The VehicleSystemStatus controls the startup process of the vehicle. Set the Hardware signal to TUMHealthStatus.OK if all devices are powered up and the system is ready to be used. Set AIDriver to the same value if all startup conditions from the Autonomous System are met, e.g. localization available or data logging activated. ParkBrakeApplied_b gives feedback to the controller whether a low-level park brake system is still applied. If this is not available, set it to false. Finally, VehicleReady2Drive indicates that the vehicle has given control to the control unit. This means that the controller expects steering and powertrain to respond immediatly to commands. This signal is used as a condition to go to internal driving state.
Finally, ActuatorLimiations tells the controller what are the current maximum and minimum control values for steering angle at the wheels and the overall powertrain force. These can also be set dynamically and prevent the controller from requesting values which cannot be used. This helps to prevent wind-up of the control outputs.
The send subsystem shows a possible implementation of the output processing. EnableControlOutputs and EnableHardEmergencyBrake provide additional safety mechanisms, to ensure the vehicle never starts driving before the state machine allows and applies the brakes in case that a hard emergency brake is requested. The negative force value for the hard emergency brake should be adjusted to your vehicle. It is recommended to have a value corresponding to -0.6 to -1g. The signal RequestControl can be used to signalize a lower level control unit that the motion controller wants to take control over the actuators. Usually, the lower level control unit responds to this request with the VehicleReady2Drive signal mentioned earlier in the VehicleSystemStatus.
The controller requests a steering angle at the wheel via RequestSteeringAngle_rad. It is assumed that this is the mean of both front wheels. This signal should be send to the steering actuator. The powertrain force is requested via RequestLongForce_N. It is assumed to be the sum of the forces acting upon the vehicle in longitudinal direction. These requests must be split according to the motor and brake configuration and can vary between several vehicles.
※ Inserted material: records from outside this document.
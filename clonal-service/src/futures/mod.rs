// Futures Module
// Handles to launched tasks and the registry that names them

pub mod handle;
pub mod registry;

// Re-export key types
pub use handle::{
    HandleId, HandleResolver, HandleState, OutputSet, TaskFailure, TaskHandle, TaskStatus,
};
pub use registry::FutureRegistry;
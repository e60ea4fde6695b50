// Runners Module
// Launches the external program behind each stage

pub mod shell;

// Re-export key types
pub use shell::{Shell, ShellRunner};

use std::collections::HashMap;
use std::path::PathBuf;
use std::time::Duration;

/// A fully rendered external process invocation
#[derive(Debug, Clone)]
pub struct ProcessInvocation {
    /// Rendered command passed to the shell
    pub script: String,
    /// Directory the process is launched from
    pub working_dir: PathBuf,
    pub env: HashMap<String, String>,
    /// File receiving standard output
    pub stdout_path: PathBuf,
    /// File receiving standard error
    pub stderr_path: PathBuf,
}

/// How an external process ended
#[derive(Debug, Clone)]
pub struct ProcessOutcome {
    /// Exit code (None if killed by a signal or never started)
    pub exit_code: Option<i32>,
    /// Set when the process could not be started or awaited
    pub launch_error: Option<String>,
    pub duration: Duration,
}

impl ProcessOutcome {
    pub fn launch_failed(message: String, duration: Duration) -> Self {
        Self {
            exit_code: None,
            launch_error: Some(message),
            duration,
        }
    }

    pub fn success(&self) -> bool {
        self.launch_error.is_none() && self.exit_code == Some(0)
    }
}

/// Trait for process runners
#[async_trait::async_trait]
pub trait ProcessRunner: Send + Sync {
    /// Run the invocation to completion
    async fn run(&self, invocation: &ProcessInvocation) -> ProcessOutcome;
}
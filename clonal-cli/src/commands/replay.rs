use crate::commands;
use crate::output;

use std::path::PathBuf;

use clap::Args;
use color_eyre::Result;

use clonal_service::{FlowConfig, OperationCall};

/// Execute a JSON array of {name, arguments} calls in one session
#[derive(Args, Debug)]
pub struct ReplayArgs {
    /// JSON file holding the calls
    pub calls: PathBuf,

    /// Session directory (defaults to <runs_dir>/run_<unix seconds>)
    #[arg(long, short = 's', value_name = "DIR")]
    pub session_dir: Option<PathBuf>,
}

pub async fn execute(args: ReplayArgs, config: FlowConfig) -> Result<()> {
    if !args.calls.exists() {
        color_eyre::eyre::bail!("Calls file not found: {}", args.calls.display());
    }
    let content = std::fs::read_to_string(&args.calls)?;
    let calls: Vec<OperationCall> = serde_json::from_str(&content)?;

    let session_dir = match args.session_dir {
        Some(dir) => dir,
        None => commands::default_run_dir(&config)?,
    };
    output::header(&format!(
        "Replaying {} calls in {}",
        calls.len(),
        session_dir.display()
    ));

    let (orchestrator, rx) = commands::orchestrator(config, session_dir);

    // Ids are deterministic, so later calls may name handles returned by earlier ones
    let mut launched = Vec::with_capacity(calls.len());
    for call in calls {
        let name = call.name.clone();
        let id = orchestrator.dispatch(call.into_operation()?)?;
        output::status("Called", &format!("{} -> {}", name, id));
        launched.push((name, orchestrator.handle(&id)?));
    }

    let handles = launched.iter().map(|(_, handle)| handle.clone()).collect();
    let results = commands::follow(orchestrator, rx, handles).await?;

    println!();
    let mut first_failure = None;
    for ((name, handle), result) in launched.iter().zip(results) {
        match result {
            Ok(outputs) => {
                output::success(&format!("{} [{}]", name, handle.id()));
                for path in outputs.paths() {
                    output::dim(&format!("    {}", path.display()));
                }
            }
            Err(e) => {
                output::failure(&format!("{} [{}]: {}", name, handle.id(), e));
                first_failure.get_or_insert(e);
            }
        }
    }

    if let Some(e) = first_failure {
        return Err(color_eyre::eyre::eyre!(e));
    }
    Ok(())
}
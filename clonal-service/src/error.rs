// Service Errors
// Error kinds raised by the registry, executor, composer and fan-in runner

use crate::futures::handle::{HandleId, TaskFailure};

use std::io;
use std::path::PathBuf;
use thiserror::Error;

pub type ServiceResult<T> = Result<T, ServiceError>;

#[derive(Debug, Error)]
pub enum ServiceError {
    #[error("Handle already registered: {0}")]
    DuplicateRegistration(HandleId),

    #[error("Unknown handle: {0}")]
    UnknownHandle(String),

    #[error("Schema mismatch: {0}")]
    SchemaMismatch(String),

    #[error("Missing input: {0}")]
    MissingInput(String),

    #[error(
        "Stage '{stage}' ({handle_id}) failed with {}; stderr captured at {}",
        describe_exit(.exit_code),
        .stderr_path.display()
    )]
    ProcessFailure {
        handle_id: HandleId,
        stage: String,
        exit_code: Option<i32>,
        stderr_path: PathBuf,
    },

    #[error(
        "{} of {total} workflow instances failed: {}",
        .failed_instances.len(),
        .failed_instances.join(", ")
    )]
    PartialFailure {
        failed_instances: Vec<String>,
        total: usize,
    },

    #[error("Task {0} stopped before resolving")]
    TaskAborted(HandleId),

    #[error("Unknown operation: {0}")]
    UnknownOperation(String),

    #[error("Invalid arguments for '{operation}': {message}")]
    InvalidArguments { operation: String, message: String },

    #[error("Config error: {0}")]
    Config(String),

    #[error("YAML error: {0}")]
    Yaml(#[from] serde_yaml::Error),

    #[error("JSON error: {0}")]
    Json(#[from] serde_json::Error),

    #[error("IO error: {0}")]
    Io(#[from] io::Error),
}

fn describe_exit(exit_code: &Option<i32>) -> String {
    match exit_code {
        Some(code) => format!("exit code {}", code),
        None => "no exit code".to_string(),
    }
}

impl From<TaskFailure> for ServiceError {
    fn from(failure: TaskFailure) -> Self {
        match failure {
            TaskFailure::Process {
                handle_id,
                stage,
                exit_code,
                stderr_path,
            } => ServiceError::ProcessFailure {
                handle_id,
                stage: stage.name().to_string(),
                exit_code,
                stderr_path,
            },
            TaskFailure::Partial {
                failed_instances,
                total,
            } => ServiceError::PartialFailure {
                failed_instances,
                total,
            },
            TaskFailure::Aborted(id) => ServiceError::TaskAborted(id),
        }
    }
}
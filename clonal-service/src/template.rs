// Command Templates
// Renders stage command templates against a task's resolved inputs, outputs and params

use crate::error::{ServiceError, ServiceResult};
use crate::stages::StageKind;

use std::collections::HashMap;
use std::path::{Path, PathBuf};

/// Values available to a stage's command template
#[derive(Debug, Clone, Default)]
pub struct TemplateContext<'a> {
    pub stage: Option<StageKind>,
    pub task_dir: Option<&'a Path>,
    pub inputs: HashMap<&'a str, &'a Path>,
    pub outputs: HashMap<&'a str, &'a Path>,
    pub dirs: HashMap<&'a str, PathBuf>,
    pub params: HashMap<&'a str, &'a str>,
}

impl<'a> TemplateContext<'a> {
    fn lookup(&self, key: &str) -> Option<String> {
        if key == "task_dir" {
            return self.task_dir.map(|dir| shell_quote(&dir.to_string_lossy()));
        }
        let (namespace, name) = key.split_once('.')?;
        match namespace {
            "inputs" => self.inputs.get(name).map(|p| quote_path(p)),
            "outputs" => self.outputs.get(name).map(|p| quote_path(p)),
            "dirs" => self.dirs.get(name).map(|p| quote_path(p)),
            "params" => self.params.get(name).map(|v| shell_quote(v)),
            _ => None,
        }
    }

    fn stage_name(&self) -> &'static str {
        self.stage.map(|s| s.name()).unwrap_or("command")
    }
}

/// Substitute `{namespace.name}` placeholders; `{{` and `}}` are literal braces
pub fn render(template: &str, context: &TemplateContext<'_>) -> ServiceResult<String> {
    let mut rendered = String::with_capacity(template.len());
    let mut chars = template.char_indices().peekable();

    while let Some((start, c)) = chars.next() {
        match c {
            '{' if matches!(chars.peek(), Some((_, '{'))) => {
                chars.next();
                rendered.push('{');
            }
            '}' if matches!(chars.peek(), Some((_, '}'))) => {
                chars.next();
                rendered.push('}');
            }
            '{' => {
                let rest = &template[start + 1..];
                let end = rest.find('}').ok_or_else(|| {
                    ServiceError::SchemaMismatch(format!(
                        "unterminated placeholder in '{}' command at byte {}",
                        context.stage_name(),
                        start
                    ))
                })?;
                let key = rest[..end].trim();
                let value = context.lookup(key).ok_or_else(|| {
                    ServiceError::SchemaMismatch(format!(
                        "'{}' command references unknown placeholder '{{{}}}'",
                        context.stage_name(),
                        key
                    ))
                })?;
                rendered.push_str(&value);
                // Skip the placeholder body and its closing brace
                for _ in 0..=rest[..end].chars().count() {
                    chars.next();
                }
            }
            _ => rendered.push(c),
        }
    }

    Ok(rendered)
}

fn quote_path(path: &Path) -> String {
    shell_quote(&path.to_string_lossy())
}

/// Quote a word for POSIX shells, leaving plain words untouched
pub fn shell_quote(value: &str) -> String {
    let plain = !value.is_empty()
        && value
            .chars()
            .all(|c| c.is_ascii_alphanumeric() || "-_./=:,+@%".contains(c));
    if plain {
        value.to_string()
    } else {
        format!("'{}'", value.replace('\'', r"'\''"))
    }
}
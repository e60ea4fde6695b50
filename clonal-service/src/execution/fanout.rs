// Fan-Out/Fan-In Runner
// Runs one pipeline per root artifact and merges every instance's result

use crate::error::{ServiceError, ServiceResult};
use crate::execution::composer::{check_root, PipelineComposer, PipelineRun};
use crate::execution::events::{EventSender, ExecutionEvent};
use crate::execution::executor::StageInput;
use crate::futures::handle::TaskHandle;
use crate::stages::StageKind;

use std::path::{Path, PathBuf};
use std::sync::Arc;

/// Name of the subdirectory holding instance `index`
pub fn instance_name(index: usize) -> String {
    format!("instance_{}", index)
}

/// Handles of a fan-out run
#[derive(Debug, Clone)]
pub struct FanOutRun {
    /// One composed pipeline per root, in input order
    pub instances: Vec<PipelineRun>,
    /// Merges every instance's aggregated result; fails with the names of
    /// the failed instances if any of them failed
    pub aggregate: TaskHandle,
}

impl FanOutRun {
    pub fn terminal(&self) -> &TaskHandle {
        &self.aggregate
    }
}

/// Runs the composed pipeline once per root artifact
pub struct FanOutRunner {
    composer: Arc<PipelineComposer>,
}

impl FanOutRunner {
    pub fn new(composer: Arc<PipelineComposer>) -> Self {
        Self { composer }
    }

    /// Launch one pipeline per root under `run_dir/instance_<i>` and a final
    /// aggregation over all of them.
    ///
    /// Instances run concurrently, bounded only by the worker pool. The
    /// aggregation waits for every instance to resolve and never reads a
    /// partial set: if any instance fails it resolves to a partial failure
    /// listing the failed instances, and successful instances keep their
    /// artifacts on disk.
    pub fn run_many(&self, roots: &[PathBuf], run_dir: &Path) -> ServiceResult<FanOutRun> {
        if roots.is_empty() {
            return Err(ServiceError::MissingInput(
                "fan-out needs at least one root artifact".to_string(),
            ));
        }
        let missing: Vec<String> = roots
            .iter()
            .filter(|root| !root.is_file())
            .map(|root| root.display().to_string())
            .collect();
        if !missing.is_empty() {
            return Err(ServiceError::MissingInput(format!(
                "root artifacts do not exist: {}",
                missing.join(", ")
            )));
        }
        for root in roots {
            check_root(root)?;
        }

        let events = self.composer.executor().events().clone();
        let mut instances = Vec::with_capacity(roots.len());
        for (index, root) in roots.iter().enumerate() {
            let instance = instance_name(index);
            let run = self
                .composer
                .run_pipeline(root, &run_dir.join(&instance))?;

            events.send_event(ExecutionEvent::InstanceScheduled {
                instance,
                root: root.clone(),
                terminal: run.terminal().id().clone(),
            });
            instances.push(run);
        }

        let inputs = instances
            .iter()
            .enumerate()
            .map(|(index, run)| {
                StageInput::upstream(run.terminal(), "aggregated").labeled(instance_name(index))
            })
            .collect();
        let aggregate =
            self.composer
                .executor()
                .execute(StageKind::AggregateWorkflows, inputs, run_dir)?;

        tracing::info!(
            instances = instances.len(),
            handle = %aggregate.id(),
            "fan-in scheduled"
        );
        events.send_event(ExecutionEvent::FanInScheduled {
            handle_id: aggregate.id().clone(),
            instances: instances.len(),
        });

        Ok(FanOutRun {
            instances,
            aggregate,
        })
    }
}

#[cfg(test)]
mod tests {
    use super::*;
    use crate::config::FlowConfig;
    use crate::execution::events::progress_channel;
    use crate::execution::executor::TaskExecutor;
    use crate::execution::fixtures::{pipeline_config, write_vcf};
    use crate::futures::handle::TaskStatus;
    use crate::futures::registry::FutureRegistry;

    use std::fs;

    fn make_runner(config: FlowConfig) -> FanOutRunner {
        let executor = TaskExecutor::new(config, Arc::new(FutureRegistry::new()));
        FanOutRunner::new(Arc::new(PipelineComposer::new(Arc::new(executor))))
    }

    fn write_roots(dir: &Path, samples: &[&str]) -> Vec<PathBuf> {
        samples
            .iter()
            .enumerate()
            .map(|(i, sample)| write_vcf(dir, &format!("sample_{}.vcf", i), sample))
            .collect()
    }

    #[tokio::test]
    async fn test_run_many_merges_every_instance() {
        let data = tempfile::tempdir().unwrap();
        let runs = tempfile::tempdir().unwrap();
        let roots = write_roots(data.path(), &["alpha", "beta", "gamma"]);
        let runner = make_runner(pipeline_config());

        let run = runner.run_many(&roots, runs.path()).unwrap();
        let outputs = run.terminal().wait().await.unwrap();

        let merged = outputs.get("aggregated_workflows").unwrap();
        assert_eq!(merged, runs.path().join("aggregated_workflows.json"));
        let value: serde_json::Value =
            serde_json::from_str(&fs::read_to_string(merged).unwrap()).unwrap();
        assert_eq!(value, serde_json::json!(["alpha", "beta", "gamma"]));

        for index in 0..3 {
            let instance_dir = runs.path().join(instance_name(index));
            for stage in ["transform", "cluster", "cluster_transform", "tree_build", "aggregate"] {
                assert!(instance_dir.join(stage).is_dir());
            }
        }
    }

    #[tokio::test]
    async fn test_partial_failure_refuses_to_aggregate() {
        let data = tempfile::tempdir().unwrap();
        let runs = tempfile::tempdir().unwrap();
        let roots = write_roots(data.path(), &["alpha", "bad beta", "gamma"]);
        let runner = make_runner(pipeline_config());

        let run = runner.run_many(&roots, runs.path()).unwrap();
        let err = run.terminal().wait().await.unwrap_err();

        match err {
            ServiceError::PartialFailure {
                failed_instances,
                total,
            } => {
                assert_eq!(failed_instances, vec!["instance_1".to_string()]);
                assert_eq!(total, 3);
            }
            other => panic!("unexpected error: {other}"),
        }
        assert!(!runs.path().join("aggregated_workflows.json").exists());

        // Siblings ran to completion and kept their artifacts
        assert_eq!(run.instances[0].terminal().status(), TaskStatus::Succeeded);
        assert_eq!(run.instances[2].terminal().status(), TaskStatus::Succeeded);
        assert!(run.instances[2].terminal().outputs().at(0).unwrap().exists());
    }

    #[tokio::test]
    async fn test_missing_root_launches_nothing() {
        let data = tempfile::tempdir().unwrap();
        let runs = tempfile::tempdir().unwrap();
        let mut roots = write_roots(data.path(), &["alpha"]);
        roots.push(data.path().join("absent.vcf"));
        let runner = make_runner(pipeline_config());

        let err = runner.run_many(&roots, runs.path()).unwrap_err();

        assert!(matches!(err, ServiceError::MissingInput(msg) if msg.contains("absent.vcf")));
        assert!(!runs.path().join(instance_name(0)).exists());
        assert!(matches!(
            runner.run_many(&[], runs.path()),
            Err(ServiceError::MissingInput(_))
        ));
    }

    #[tokio::test]
    async fn test_root_named_after_stage_launches_nothing() {
        let data = tempfile::tempdir().unwrap();
        let runs = tempfile::tempdir().unwrap();
        let mut roots = write_roots(data.path(), &["alpha"]);
        roots.push(write_vcf(data.path(), "tree_build", "beta"));
        let runner = make_runner(pipeline_config());

        let err = runner.run_many(&roots, runs.path()).unwrap_err();

        assert!(matches!(err, ServiceError::SchemaMismatch(msg) if msg.contains("tree_build")));
        assert!(!runs.path().join(instance_name(0)).exists());
    }

    #[tokio::test]
    async fn test_fan_out_events() {
        let data = tempfile::tempdir().unwrap();
        let runs = tempfile::tempdir().unwrap();
        let roots = write_roots(data.path(), &["alpha", "beta"]);
        let (tx, mut rx) = progress_channel();
        let executor = TaskExecutor::new(pipeline_config(), Arc::new(FutureRegistry::new()))
            .with_progress(tx);
        let runner = FanOutRunner::new(Arc::new(PipelineComposer::new(Arc::new(executor))));

        let run = runner.run_many(&roots, runs.path()).unwrap();
        run.terminal().wait().await.unwrap();
        drop(runner);

        let mut instances = Vec::new();
        let mut fan_in = None;
        let mut completed = 0;
        while let Ok(event) = rx.try_recv() {
            match event {
                ExecutionEvent::InstanceScheduled { instance, .. } => instances.push(instance),
                ExecutionEvent::FanInScheduled { instances, .. } => fan_in = Some(instances),
                ExecutionEvent::TaskCompleted { .. } => completed += 1,
                _ => {}
            }
        }

        assert_eq!(instances, vec!["instance_0", "instance_1"]);
        assert_eq!(fan_in, Some(2));
        // Five stages per instance plus the merge
        assert_eq!(completed, 11);
    }
}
Furthermore, it is possible to utilize a park brake via ParkBrakeActive. The controller state machine handles release and locking properly, to be able to start the vehicle on inclined roads.
Finally, it is recommended to use the Debug bus provided by the software to inspect whats going on. The simulation model is already configured to log these signals and the description how to convert them to a usable format is given in the section Working with the Software Stack. If you want to use the same data analysis workflow on your vehicle, you can implement a similar conversion script for your ECU logs.
Simulink requires to specify the Target Hardware in the modelconfig. The project uses a quite complex structure to maintain these modelconfigs. This emerged from the need to support mulitple targets with the same code and very different configs. The configs are located in modules/mod_vehicle_dynamics_control/interfaces/modelconfig.sldd. The standard config used for the passenger vehicle repository is called GRT. Adjust the configuration according to your needs, e.g. Target Hardware and save everything. It is required to reload the project to apply the changes to all models.